Changes in DNA and RNA play significant roles in the domains of genetics evolution and human well-being. These changes determine the hereditary variety, considering species’ variation and development over the long run. Changes can create genetic issues and illness if they happen in basic and administrative domains. Cancerous growth can also usually be caused by DNA alterations in which oncogenes are activated or deactivated cancer silencer properties. These changes are critical in biodiversity and natural specializations, allowing species to thrive and evolve. 
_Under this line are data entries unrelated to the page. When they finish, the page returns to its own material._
//! Integration tests for tavern-agent: both HTTP backends against a mock
//! generator, the gateway's failure normalisation, and bio generation.

#![allow(clippy::unwrap_used, clippy::expect_used)]

use async_trait::async_trait;
use serde_json::json;
use std::time::Duration;
use tavern_agent::{
    BioResponse, ConversationBackend, GenerationGateway, GeneratorProvider, ModelConfig,
    StreamEvent,
};
use tavern_core::{ChatTurn, Participant, TavernError, TavernResult};
use tokio::sync::mpsc;
use tokio::task::JoinHandle;
use wiremock::matchers::{body_partial_json, header, method, path};
use wiremock::{Mock, MockServer, ResponseTemplate};

fn assistants_config(server: &MockServer) -> ModelConfig {
    ModelConfig {
        provider: GeneratorProvider::Assistants,
        api_key: "sk-test".into(),
        api_base_url: Some(server.uri()),
        assistant_id: Some("asst_dm".into()),
        ..Default::default()
    }
}

fn chat_config(server: &MockServer) -> ModelConfig {
    ModelConfig {
        provider: GeneratorProvider::Chat,
        api_key: "sk-test".into(),
        api_base_url: Some(server.uri()),
        ..Default::default()
    }
}

fn sse(body: &str) -> ResponseTemplate {
    ResponseTemplate::new(200).set_body_raw(body.to_string(), "text/event-stream")
}

/// Collects streamed tokens through a channel.
fn token_sink() -> (
    impl FnMut(String) -> std::future::Ready<()> + Send,
    mpsc::UnboundedReceiver<String>,
) {
    let (tx, rx) = mpsc::unbounded_channel();
    let sink = move |token: String| {
        let _ = tx.send(token);
        std::future::ready(())
    };
    (sink, rx)
}

fn drain(rx: &mut mpsc::UnboundedReceiver<String>) -> Vec<String> {
    let mut out = Vec::new();
    while let Ok(token) = rx.try_recv() {
        out.push(token);
    }
    out
}

async fn mount_thread(server: &MockServer) {
    Mock::given(method("POST"))
        .and(path("/v1/threads"))
        .and(header("OpenAI-Beta", "assistants=v2"))
        .respond_with(ResponseTemplate::new(200).set_body_json(json!({"id": "thread_abc"})))
        .mount(server)
        .await;
    Mock::given(method("POST"))
        .and(path("/v1/threads/thread_abc/messages"))
        .respond_with(ResponseTemplate::new(200).set_body_json(json!({"id": "msg_1"})))
        .mount(server)
        .await;
}

const RUN_STREAM: &str = "event: thread.run.created\n\
data: {\"id\":\"run_1\",\"status\":\"queued\"}\n\n\
event: thread.message.delta\n\
data: {\"delta\":{\"content\":[{\"index\":0,\"type\":\"text\",\"text\":{\"value\":\"Seth rolls a 3. \"}}]}}\n\n\
event: thread.message.delta\n\
data: {\"delta\":{\"content\":[{\"index\":0,\"type\":\"text\",\"text\":{\"value\":\"The orc deflects it.\"}}]}}\n\n\
event: thread.message.completed\n\
data: {\"content\":[{\"type\":\"text\",\"text\":{\"value\":\"Seth rolls a 3. The orc deflects it.\"}}]}\n\n\
event: done\n\
data: [DONE]\n\n";

// ---------------------------------------------------------------------------
// Assistants backend
// ---------------------------------------------------------------------------

#[tokio::test]
async fn test_assistants_run_streams_tokens_and_returns_final_text() {
    let server = MockServer::start().await;
    mount_thread(&server).await;
    Mock::given(method("POST"))
        .and(path("/v1/threads/thread_abc/runs"))
        .and(body_partial_json(json!({"assistant_id": "asst_dm", "stream": true})))
        .respond_with(sse(RUN_STREAM))
        .mount(&server)
        .await;

    let gateway = GenerationGateway::new(assistants_config(&server));
    let conv = gateway.open_conversation().await.unwrap();
    assert_eq!(conv, "thread_abc");

    gateway
        .append_user_turn(&conv, r#"{"user":"Seth","msg":"I cast a fireball at the orc."}"#)
        .await
        .unwrap();

    let (sink, mut rx) = token_sink();
    let text = gateway.run_and_stream(&conv, None, sink).await.unwrap();
    assert_eq!(text, "Seth rolls a 3. The orc deflects it.");
    assert_eq!(
        drain(&mut rx),
        vec!["Seth rolls a 3. ".to_string(), "The orc deflects it.".to_string()]
    );
}

#[tokio::test]
async fn test_assistants_failed_run_is_generation_error() {
    let server = MockServer::start().await;
    mount_thread(&server).await;
    Mock::given(method("POST"))
        .and(path("/v1/threads/thread_abc/runs"))
        .respond_with(sse(
            "event: thread.run.failed\ndata: {\"last_error\":{\"message\":\"quota exceeded\"}}\n\n",
        ))
        .mount(&server)
        .await;

    let gateway = GenerationGateway::new(assistants_config(&server));
    let (sink, _rx) = token_sink();
    let err = gateway
        .run_and_stream("thread_abc", None, sink)
        .await
        .unwrap_err();
    assert!(matches!(err, TavernError::Generation(ref m) if m.contains("quota exceeded")));
}

#[tokio::test]
async fn test_assistants_http_error_is_generation_error() {
    let server = MockServer::start().await;
    Mock::given(method("POST"))
        .and(path("/v1/threads/thread_abc/runs"))
        .respond_with(ResponseTemplate::new(500).set_body_string("upstream down"))
        .mount(&server)
        .await;

    let gateway = GenerationGateway::new(assistants_config(&server));
    let (sink, _rx) = token_sink();
    let err = gateway
        .run_and_stream("thread_abc", None, sink)
        .await
        .unwrap_err();
    assert!(matches!(err, TavernError::Generation(_)));
}

#[tokio::test]
async fn test_assistants_requires_assistant_id() {
    let server = MockServer::start().await;
    let config = ModelConfig {
        assistant_id: None,
        ..assistants_config(&server)
    };
    let gateway = GenerationGateway::new(config);
    let (sink, _rx) = token_sink();
    let err = gateway
        .run_and_stream("thread_abc", None, sink)
        .await
        .unwrap_err();
    assert!(matches!(err, TavernError::Generation(ref m) if m.contains("assistant_id")));
}

#[tokio::test]
async fn test_assistants_append_is_bounded_by_request_timeout() {
    let server = MockServer::start().await;
    Mock::given(method("POST"))
        .and(path("/v1/threads/thread_abc/messages"))
        .respond_with(
            ResponseTemplate::new(200)
                .set_body_json(json!({"id": "msg_1"}))
                .set_delay(Duration::from_secs(5)),
        )
        .mount(&server)
        .await;

    let config = ModelConfig {
        request_timeout_secs: 1,
        ..assistants_config(&server)
    };
    let gateway = GenerationGateway::new(config);
    let started = std::time::Instant::now();
    let err = gateway
        .append_user_turn("thread_abc", "hello")
        .await
        .unwrap_err();
    assert!(matches!(err, TavernError::Http(_)));
    assert!(started.elapsed() < Duration::from_secs(4));
}

#[tokio::test]
async fn test_assistants_list_messages() {
    let server = MockServer::start().await;
    Mock::given(method("GET"))
        .and(path("/v1/threads/thread_abc/messages"))
        .respond_with(ResponseTemplate::new(200).set_body_json(json!({
            "data": [
                {"role": "user", "content": [{"type": "text", "text": {"value": "hi"}}]},
                {"role": "assistant", "content": [{"type": "text", "text": {"value": "Welcome."}}]}
            ]
        })))
        .mount(&server)
        .await;

    let gateway = GenerationGateway::new(assistants_config(&server));
    let turns = gateway.list_messages("thread_abc").await.unwrap();
    assert_eq!(
        turns,
        vec![ChatTurn::new("user", "hi"), ChatTurn::new("assistant", "Welcome.")]
    );
}

#[tokio::test]
async fn test_close_conversation_is_best_effort() {
    let server = MockServer::start().await;
    Mock::given(method("DELETE"))
        .and(path("/v1/threads/thread_abc"))
        .respond_with(ResponseTemplate::new(404).set_body_json(json!({"error": {"message": "No thread"}})))
        .expect(1)
        .mount(&server)
        .await;

    let gateway = GenerationGateway::new(assistants_config(&server));
    // Returns unit even though the generator refused.
    gateway.close_conversation("thread_abc").await;
}

#[tokio::test]
async fn test_generate_bios_sends_participants_and_parses_markdown() {
    let server = MockServer::start().await;
    Mock::given(method("POST"))
        .and(path("/v1/threads/thread_abc/messages"))
        .and(body_partial_json(json!({
            "role": "user",
            "content": r#"[{"name":"Seth","role":"Wizard"}]"#
        })))
        .respond_with(ResponseTemplate::new(200).set_body_json(json!({"id": "msg_1"})))
        .expect(1)
        .mount(&server)
        .await;
    let bio = "=====================\\n# Seth - Wizard\\nA reclusive wizard.\\n---------------------";
    Mock::given(method("POST"))
        .and(path("/v1/threads/thread_abc/runs"))
        .respond_with(sse(&format!(
            "event: thread.message.delta\ndata: {{\"delta\":{{\"content\":[{{\"type\":\"text\",\"text\":{{\"value\":\"{bio}\"}}}}]}}}}\n\ndata: [DONE]\n\n"
        )))
        .mount(&server)
        .await;

    let gateway = GenerationGateway::new(assistants_config(&server));
    let (sink, mut rx) = token_sink();
    let bios = gateway
        .generate_bios("thread_abc", &[Participant::new("Seth", "Wizard")], sink)
        .await
        .unwrap();

    assert!(matches!(bios, BioResponse::Markdown(_)));
    assert_eq!(bios.to_map()["Seth"], "# Seth - Wizard\nA reclusive wizard.");
    assert_eq!(drain(&mut rx).len(), 1);
}

// ---------------------------------------------------------------------------
// Chat completions backend
// ---------------------------------------------------------------------------

#[tokio::test]
async fn test_chat_backend_keeps_conversation_locally() {
    let server = MockServer::start().await;
    Mock::given(method("POST"))
        .and(path("/v1/chat/completions"))
        .and(header("Authorization", "Bearer sk-test"))
        .and(body_partial_json(json!({"stream": true})))
        .respond_with(sse(
            "data: {\"choices\":[{\"index\":0,\"delta\":{\"role\":\"assistant\"}}]}\n\n\
             data: {\"choices\":[{\"index\":0,\"delta\":{\"content\":\"You enter \"}}]}\n\n\
             data: {\"choices\":[{\"index\":0,\"delta\":{\"content\":\"the tavern.\"}}]}\n\n\
             data: {\"choices\":[{\"index\":0,\"delta\":{},\"finish_reason\":\"stop\"}]}\n\n\
             data: [DONE]\n\n",
        ))
        .mount(&server)
        .await;

    let gateway = GenerationGateway::new(chat_config(&server));
    let conv = gateway.open_conversation().await.unwrap();
    gateway.append_user_turn(&conv, "hello").await.unwrap();

    let (sink, mut rx) = token_sink();
    let text = gateway.run_and_stream(&conv, None, sink).await.unwrap();
    assert_eq!(text, "You enter the tavern.");
    assert_eq!(drain(&mut rx).concat(), "You enter the tavern.");

    let turns = gateway.list_messages(&conv).await.unwrap();
    assert_eq!(
        turns,
        vec![
            ChatTurn::new("user", "hello"),
            ChatTurn::new("assistant", "You enter the tavern.")
        ]
    );
}

#[tokio::test]
async fn test_chat_backend_unknown_conversation() {
    let server = MockServer::start().await;
    let gateway = GenerationGateway::new(chat_config(&server));
    let (sink, _rx) = token_sink();
    let err = gateway
        .run_and_stream("conv_missing", None, sink)
        .await
        .unwrap_err();
    assert!(matches!(err, TavernError::Generation(_)));
}

// ---------------------------------------------------------------------------
// Gateway behaviour with a scripted backend
// ---------------------------------------------------------------------------

/// Backend whose runs never finish.
struct StalledBackend;

#[async_trait]
impl ConversationBackend for StalledBackend {
    async fn open_conversation(&self) -> TavernResult<String> {
        Ok("stalled".into())
    }

    async fn append_user_turn(&self, _conversation: &str, _content: &str) -> TavernResult<()> {
        Ok(())
    }

    async fn run_stream(
        &self,
        _conversation: &str,
        _instructions: Option<&str>,
    ) -> TavernResult<(mpsc::Receiver<StreamEvent>, JoinHandle<TavernResult<String>>)> {
        let (tx, rx) = mpsc::channel(4);
        let handle = tokio::spawn(async move {
            let _ = tx
                .send(StreamEvent::TextDelta {
                    text: "The dice tumble".into(),
                })
                .await;
            tokio::time::sleep(Duration::from_secs(30)).await;
            Ok("never".to_string())
        });
        Ok((rx, handle))
    }

    async fn list_messages(&self, _conversation: &str) -> TavernResult<Vec<ChatTurn>> {
        Ok(Vec::new())
    }

    async fn close_conversation(&self, _conversation: &str) -> TavernResult<()> {
        Ok(())
    }
}

#[tokio::test]
async fn test_run_times_out() {
    let gateway = GenerationGateway::from_backend(Box::new(StalledBackend))
        .with_timeout(Duration::from_millis(100));
    let (sink, mut rx) = token_sink();
    let err = gateway.run_and_stream("stalled", None, sink).await.unwrap_err();
    assert!(matches!(err, TavernError::Timeout(_)));
    assert_eq!(drain(&mut rx), vec!["The dice tumble".to_string()]);
}

#[tokio::test]
async fn test_generate_bios_with_no_participants_skips_generator() {
    let gateway = GenerationGateway::from_backend(Box::new(StalledBackend))
        .with_timeout(Duration::from_millis(100));
    let (sink, _rx) = token_sink();
    let bios = gateway.generate_bios("stalled", &[], sink).await.unwrap();
    assert!(bios.bios().is_empty());
}

#[test]
fn test_model_config_from_toml() {
    let config: ModelConfig = toml::from_str(
        r#"
        provider = "chat"
        model_id = "gpt-4o"
        api_key = "sk-test"
        "#,
    )
    .unwrap();
    assert_eq!(config.provider, GeneratorProvider::Chat);
    assert_eq!(config.model_id, "gpt-4o");
    assert_eq!(config.max_tokens, 2048);
    assert!(config.assistant_id.is_none());
}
These changes in DNA can be frequently recognized using whole genome sequencing or from RNA-seq data; however, RNA mutations, such as Adenosine-to-Inosine (A-to-I) RNA changes, are difficult to differentiate because of the existence of expressed DNA Mutations. DEMINING, a stepwise bioinformatic technique, was developed to overcome this. DEMINING combines DeepDDR, a sophisticated learning model that distinguishes transmitted DMs from RMs in RNA-seq data. Even working with intense myeloid leukemia (AML) patients, DEMINING uncovered various ignored variations and changes in AML-related gene regions, revealing insight into potential diagnostic and therapeutic targets. This tool provides a new way of recognizing infection-related changes from RNA-seq datasets.

Application of DEMINING to detect AML-associated DMs/RMs from patient samples

The DeepDDR-embedded DEMINING framework is used to analyze publically accessible RNA-seq datasets, mainly focusing on samples from Acute Myeloid Leukaemia (AML) patients. From 19 AML patient datasets, a total of 195,256 Disease-Associated Mutations (DMs) and 137,682 Recurrent Mutations (RMs) were found, showing the diverse character of AML.

To further refine the selection, 57,150 AML-specific DMs were extracted by removing mutations seen in normal control samples or with high minor allele frequencies, highlighting their AML relevance. Notably, 70.91% of these AML-specific DMs coincided with annotated SNPs, although only 13.32% had previously been linked to illnesses in the ClinVar and COSMIC databases. This revealed that several unrecognized DMs might be involved in AML pathogenesis, requiring additional research.

Among the 57,150 AML-specific mutations discovered, 8,220 were recoding ones, possibly generating amino acid alterations in 4,464 genes. Significantly, in the COSMIC Cancer Gene Consensus (CGC), 50 of these genes were linked to AML, with functional involvement in AML formation and progression. These genes shared enhanced biological pathways linked to changes in chromatin and histone modification, which have been found to be misregulated in cancer, according to Gene Ontology analysis. 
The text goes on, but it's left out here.